The flaw allows hackers to hijack and take full control of the servers running the affected software, which is believed to be used by tens of millions of website owners around the world.
Many commercial web hosting companies have already patched their customers’ systems. However, the cPanel maker has urged customers to ensure their systems are patched as the bug affects them all supported versions of the software.
cPanel and WHM are two software suites used to manage web servers that host websites, manage email, and handle important configurations and databases needed to maintain an Internet domain.

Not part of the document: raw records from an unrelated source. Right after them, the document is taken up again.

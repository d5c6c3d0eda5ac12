// Copyright (C) 2026 Fred Clausen
// Use of this source code is governed by an MIT-style
// license that can be found in the LICENSE file or at
// https://opensource.org/licenses/MIT.

use crate::types::{AssignmentsStore, DateKey};
use std::collections::BTreeMap;

/// Default lookback, in days, for flagging a candidate as recently assigned.
pub const DEFAULT_RECENCY_WINDOW_DAYS: u32 = 14;

/// The lookback window used to flag recently assigned candidates.
#[derive(Debug, Clone, Copy, PartialEq, Eq)]
pub struct RecencyWindow {
    days: u32,
}

impl RecencyWindow {
    #[must_use]
    pub const fn new(days: u32) -> Self {
        Self { days }
    }

    #[must_use]
    pub const fn days(&self) -> u32 {
        self.days
    }

    /// Returns whether a person last assigned on `last` counts as recently
    /// assigned when editing `target`.
    ///
    /// Only `0 < target - last <= days` is recent. A difference of zero is a
    /// same-day conflict, not recency, and a negative difference (editing a
    /// past date) is never flagged.
    #[must_use]
    pub fn is_recent(&self, last: DateKey, target: DateKey) -> bool {
        let diff: i64 = day_difference(last, target);
        diff > 0 && diff <= i64::from(self.days)
    }
}

impl Default for RecencyWindow {
    fn default() -> Self {
        Self::new(DEFAULT_RECENCY_WINDOW_DAYS)
    }
}

/// Whole calendar days from `last` to `target`.
///
/// Date keys carry no time of day or zone, so the difference cannot be
/// skewed by DST.
#[must_use]
pub fn day_difference(last: DateKey, target: DateKey) -> i64 {
    target.days_since(last)
}

/// Maps every assigned person to the most recent date they hold any role.
///
/// Dates are visited in ascending order and later dates overwrite earlier
/// ones, so each person ends up with their latest date. People with no
/// assignment are absent from the result.
#[must_use]
pub fn last_assignment_dates(store: &AssignmentsStore) -> BTreeMap<String, DateKey> {
    let mut last_dates: BTreeMap<String, DateKey> = BTreeMap::new();
    for (date, day) in store.iter() {
        for (_, value) in day.iter() {
            if !value.is_unassigned() {
                last_dates.insert(value.person.clone(), *date);
            }
        }
    }
    last_dates
}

The two suites have deep access to the servers they manage, allowing a malicious hacker potentially unlimited access to data managed by the affected software.

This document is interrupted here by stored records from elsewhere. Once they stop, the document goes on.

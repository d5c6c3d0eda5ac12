// Copyright (C) 2026 Fred Clausen
// Use of this source code is governed by an MIT-style
// license that can be found in the LICENSE file or at
// https://opensource.org/licenses/MIT.

//! Meeting-date selection for the week and month views.

use crate::error::DomainError;
use crate::types::DateKey;
use serde::{Deserialize, Serialize};
use std::str::FromStr;
use time::{Date, Duration};

/// Weekday display names, Sunday first, matching the meeting-day indexes.
pub const WEEKDAY_NAMES: [&str; 7] = [
    "Domingo",
    "Segunda-feira",
    "Terça-feira",
    "Quarta-feira",
    "Quinta-feira",
    "Sexta-feira",
    "Sábado",
];

/// Month display names, January first.
pub const MONTH_NAMES: [&str; 12] = [
    "Janeiro",
    "Fevereiro",
    "Março",
    "Abril",
    "Maio",
    "Junho",
    "Julho",
    "Agosto",
    "Setembro",
    "Outubro",
    "Novembro",
    "Dezembro",
];

/// The span of dates a view or export covers.
#[derive(Debug, Clone, Copy, PartialEq, Eq, Hash, Serialize, Deserialize, Default)]
#[serde(rename_all = "lowercase")]
pub enum Period {
    /// Monday through Sunday around the cursor.
    #[default]
    Week,
    /// The cursor's calendar month.
    Month,
}

impl FromStr for Period {
    type Err = DomainError;

    fn from_str(s: &str) -> Result<Self, Self::Err> {
        match s {
            "week" => Ok(Self::Week),
            "month" => Ok(Self::Month),
            _ => Err(DomainError::InvalidPeriod(s.to_string())),
        }
    }
}

/// Returns the weekday display name of a date.
#[must_use]
pub fn weekday_name(date: DateKey) -> &'static str {
    WEEKDAY_NAMES[usize::from(date.weekday_index())]
}

/// Returns the month display name of a date.
#[must_use]
pub fn month_name(date: DateKey) -> &'static str {
    MONTH_NAMES[usize::from(u8::from(date.date().month())) - 1]
}

/// Moves a cursor by a number of days (negative goes back).
///
/// # Errors
///
/// Returns an error if the result leaves the supported date range.
pub fn shift_days(cursor: DateKey, days: i64) -> Result<DateKey, DomainError> {
    cursor
        .date()
        .checked_add(Duration::days(days))
        .map(DateKey::new)
        .ok_or_else(|| DomainError::DateArithmeticOverflow {
            operation: format!("moving {cursor} by {days} days"),
        })
}

/// Returns the Monday of the cursor's week. A Sunday belongs to the week
/// that started six days earlier.
///
/// # Errors
///
/// Returns an error if the Monday is before the supported date range.
pub fn week_start(cursor: DateKey) -> Result<DateKey, DomainError> {
    let offset: i64 = i64::from(cursor.date().weekday().number_days_from_monday());
    shift_days(cursor, -offset)
}

/// Lists the meeting dates in the cursor's Monday-to-Sunday week.
///
/// # Errors
///
/// Returns an error if the week extends past the supported date range.
pub fn meeting_dates_in_week(
    cursor: DateKey,
    meeting_days: &[u8],
) -> Result<Vec<DateKey>, DomainError> {
    let monday: DateKey = week_start(cursor)?;
    let mut dates: Vec<DateKey> = Vec::new();
    for offset in 0..7 {
        let date: DateKey = shift_days(monday, offset)?;
        if meeting_days.contains(&date.weekday_index()) {
            dates.push(date);
        }
    }
    Ok(dates)
}

/// Lists the meeting dates in the cursor's calendar month.
#[must_use]
pub fn meeting_dates_in_month(cursor: DateKey, meeting_days: &[u8]) -> Vec<DateKey> {
    let first: Date = cursor.first_of_month().date();
    let mut dates: Vec<DateKey> = Vec::new();
    let mut day: Option<Date> = Some(first);
    while let Some(date) = day.filter(|d| d.month() == first.month()) {
        let key: DateKey = DateKey::new(date);
        if meeting_days.contains(&key.weekday_index()) {
            dates.push(key);
        }
        day = date.next_day();
    }
    dates
}

/// Lists the meeting dates of a period around the cursor.
///
/// # Errors
///
/// Returns an error if the period extends past the supported date range.
pub fn meeting_dates(
    period: Period,
    cursor: DateKey,
    meeting_days: &[u8],
) -> Result<Vec<DateKey>, DomainError> {
    match period {
        Period::Week => meeting_dates_in_week(cursor, meeting_days),
        Period::Month => Ok(meeting_dates_in_month(cursor, meeting_days)),
    }
}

The bug is officially tracked as CVE-2026-41940allows malicious hackers to remotely bypass its login screen to gain full access to the software’s control panel.
Given the ubiquity of cPanel and WHM software in the web hosting industry, hackers could compromise a large number of unpatched websites.
Canada’s national cyber security agency said in a consultation that the bug could be exploited to deface websites on shared hosting servers such as large web hosting companies.
The service said that “exploitation is highly likely” and that immediate action by cPanel customers or their web hosts is necessary to prevent malicious access.
Web hosting giant Namecheap, which uses cPanel to allow its customers to manage their web servers, said the company blocked access to customers’ cPanel panels after learning of the flaw to prevent the exploit and give it time to repair its customers’ systems.
Hostgator said so too patched his systems and reviews the bug as a “critical authentication-bypass exploit”.
A web hosting company says it found evidence that hackers exploited the vulnerability for months before the attempts were discovered.
said KnownHost CEO Daniel Pearson in a Reddit post that his company has seen attempts to exploit the vulnerability as early as February 23. The company he said also briefly began blocking access to client systems before patches were applied.
According to Pearsonabout 30 servers at KnownHost showed signs of unauthorized access from thousands of computers on its network. Pearson likened the efforts to efforts and has seen no signs of active compromise. cPanel said so too a security patch has been released for WP Squared, a similar tool for managing WordPress websites.
When you purchase through links in our articles, we may earn a small commission. This does not affect our editorial independence.